Figure 7.

MEG3 Functions as a ceRNA with miR-27a to Regulate PHLPP2 Expression

(A) The miR-27a expression level was analyzed with qRT-PCR. U6 was used as the loading control. The results are presented as relative miR-27a levels. The bars represent the mean ± SD of triplicates. (B) The miR-27a expression level was analyzed with qRT-PCR. Input miR-27a was used as the loading control. The results are presented as relative miR-27a levels. The asterisk indicates a significant difference compared with the vector transfectant (p < 0.05). The bars represent the mean ± SD of triplicates. (C) A schematic diagram of the mechanisms underlying MEG3 functions as a ceRNA that regulates PHLPP2 expression in both normal cells and bladder cancer cells. (D and E) T24T(Vector) or T24T(MEG3) transfectants were subjected to lung metastatic assay in nude mice.

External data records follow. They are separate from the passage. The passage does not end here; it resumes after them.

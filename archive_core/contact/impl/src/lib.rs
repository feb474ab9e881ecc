use std::sync::Arc;

use archive_auth_contracts::AuthService;
use archive_core_contact_contracts::{
    notification::ContactNotificationService, ContactCreateError, ContactFeatureService,
};
use archive_di::Build;
use archive_models::{
    auth::AccessToken,
    contact::{ContactRequestMetadata, ContactSubmission},
    email_address::EmailAddress,
};
use archive_utils::trace_instrument;
use tracing::warn;

pub mod notification;

#[derive(Debug, Clone, Build)]
pub struct ContactFeatureServiceImpl<Auth, Notification> {
    auth: Auth,
    notification: Notification,
    config: ContactFeatureConfig,
}

#[derive(Debug, Clone)]
pub struct ContactFeatureConfig {
    /// `None` disables the contact form.
    pub recipient: Option<Arc<EmailAddress>>,
}

impl<Auth, Notification> ContactFeatureService for ContactFeatureServiceImpl<Auth, Notification>
where
    Auth: AuthService,
    Notification: ContactNotificationService,
{
    fn is_enabled(&self) -> bool {
        let enabled = self.config.recipient.is_some();
        if !enabled {
            warn!("Contact recipient is not configured, rejecting contact request");
        }
        enabled
    }

    #[trace_instrument(skip(self))]
    async fn create_contact_request(
        &self,
        token: Option<AccessToken>,
        submission: ContactSubmission,
        metadata: ContactRequestMetadata,
    ) -> Result<(), ContactCreateError> {
        let recipient = self
            .config
            .recipient
            .as_deref()
            .ok_or(ContactCreateError::Disabled)?;

        if !submission.has_required_fields() {
            return Err(ContactCreateError::MissingFields);
        }

        let current_user_email = token
            .map(|token| self.auth.authenticate(&token))
            .transpose()?
            .map(|auth| auth.email);

        self.notification
            .notify(current_user_email, recipient.clone(), submission, metadata)
            .await?;

        Ok(())
    }
}

#[cfg(test)]
mod tests {
    use archive_auth_contracts::MockAuthService;
    use archive_core_contact_contracts::notification::{
        ContactNotifyError, MockContactNotificationService,
    };
    use archive_demo::{
        contact::{METADATA, RECIPIENT, SUBMISSION},
        user::FOO,
    };
    use archive_models::auth::AuthenticateError;
    use archive_utils::assert_matches;

    use super::*;

    type Sut = ContactFeatureServiceImpl<MockAuthService, MockContactNotificationService>;

    fn config() -> ContactFeatureConfig {
        ContactFeatureConfig {
            recipient: Some(RECIPIENT.clone().into()),
        }
    }

    #[test]
    fn is_enabled() {
        let enabled = Sut {
            auth: MockAuthService::new(),
            notification: MockContactNotificationService::new(),
            config: config(),
        };
        let disabled = Sut {
            auth: MockAuthService::new(),
            notification: MockContactNotificationService::new(),
            config: ContactFeatureConfig { recipient: None },
        };

        assert!(enabled.is_enabled());
        assert!(!disabled.is_enabled());
    }

    #[tokio::test]
    async fn ok_anonymous() {
        // Arrange
        let notification = MockContactNotificationService::new().with_notify(
            None,
            RECIPIENT.clone(),
            SUBMISSION.clone(),
            METADATA.clone(),
            Ok(()),
        );

        let sut = Sut {
            auth: MockAuthService::new(),
            notification,
            config: config(),
        };

        // Act
        let result = sut
            .create_contact_request(None, SUBMISSION.clone(), METADATA.clone())
            .await;

        // Assert
        result.unwrap();
    }

    #[tokio::test]
    async fn ok_authenticated() {
        // Arrange
        let token = AccessToken::from("the access token");

        let auth = MockAuthService::new().with_authenticate(token.clone(), Some(FOO.clone()));

        let notification = MockContactNotificationService::new().with_notify(
            Some(FOO.email.clone()),
            RECIPIENT.clone(),
            SUBMISSION.clone(),
            METADATA.clone(),
            Ok(()),
        );

        let sut = Sut {
            auth,
            notification,
            config: config(),
        };

        // Act
        let result = sut
            .create_contact_request(Some(token), SUBMISSION.clone(), METADATA.clone())
            .await;

        // Assert
        result.unwrap();
    }

    #[tokio::test]
    async fn disabled() {
        // Arrange
        let sut = Sut {
            auth: MockAuthService::new(),
            notification: MockContactNotificationService::new(),
            config: ContactFeatureConfig { recipient: None },
        };

        // Act
        let result = sut
            .create_contact_request(None, SUBMISSION.clone(), METADATA.clone())
            .await;

        // Assert
        assert_matches!(result, Err(ContactCreateError::Disabled));
    }

    #[tokio::test]
    async fn missing_fields() {
        // Arrange
        let sut = Sut {
            auth: MockAuthService::new(),
            notification: MockContactNotificationService::new(),
            config: config(),
        };

        let submission = ContactSubmission {
            message: "".into(),
            ..SUBMISSION.clone()
        };

        // Act
        let result = sut
            .create_contact_request(
                Some("invalid token".into()),
                submission,
                METADATA.clone(),
            )
            .await;

        // Assert
        assert_matches!(result, Err(ContactCreateError::MissingFields));
    }

    #[tokio::test]
    async fn invalid_token() {
        // Arrange
        let token = AccessToken::from("invalid token");
        let auth = MockAuthService::new().with_authenticate(token.clone(), None);

        let sut = Sut {
            auth,
            notification: MockContactNotificationService::new(),
            config: config(),
        };

        // Act
        let result = sut
            .create_contact_request(Some(token), SUBMISSION.clone(), METADATA.clone())
            .await;

        // Assert
        assert_matches!(
            result,
            Err(ContactCreateError::Auth(AuthenticateError::InvalidToken))
        );
    }

    #[tokio::test]
    async fn notification_rejected() {
        // Arrange
        let notification = MockContactNotificationService::new().with_notify(
            None,
            RECIPIENT.clone(),
            SUBMISSION.clone(),
            METADATA.clone(),
            Err(ContactNotifyError::Rejected),
        );

        let sut = Sut {
            auth: MockAuthService::new(),
            notification,
            config: config(),
        };

        // Act
        let result = sut
            .create_contact_request(None, SUBMISSION.clone(), METADATA.clone())
            .await;

        // Assert
        assert_matches!(
            result,
            Err(ContactCreateError::Notify(ContactNotifyError::Rejected))
        );
    }
}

Representative images of the histologic lung metastases were analyzed using H&E staining (D) and the number of lung metastatic tumors were graphed (E). The asterisk indicates a significant reduction of lung metastatic tumor by ectopic MEG3 expression, compared with the vector transfectant (p < 0.05). The bars represent the mean ± SD. (F) A schematic diagram of the mechanisms underlying MEG3’s function as a ceRNA that inhibits invasion and lung metastasis of bladder cancers.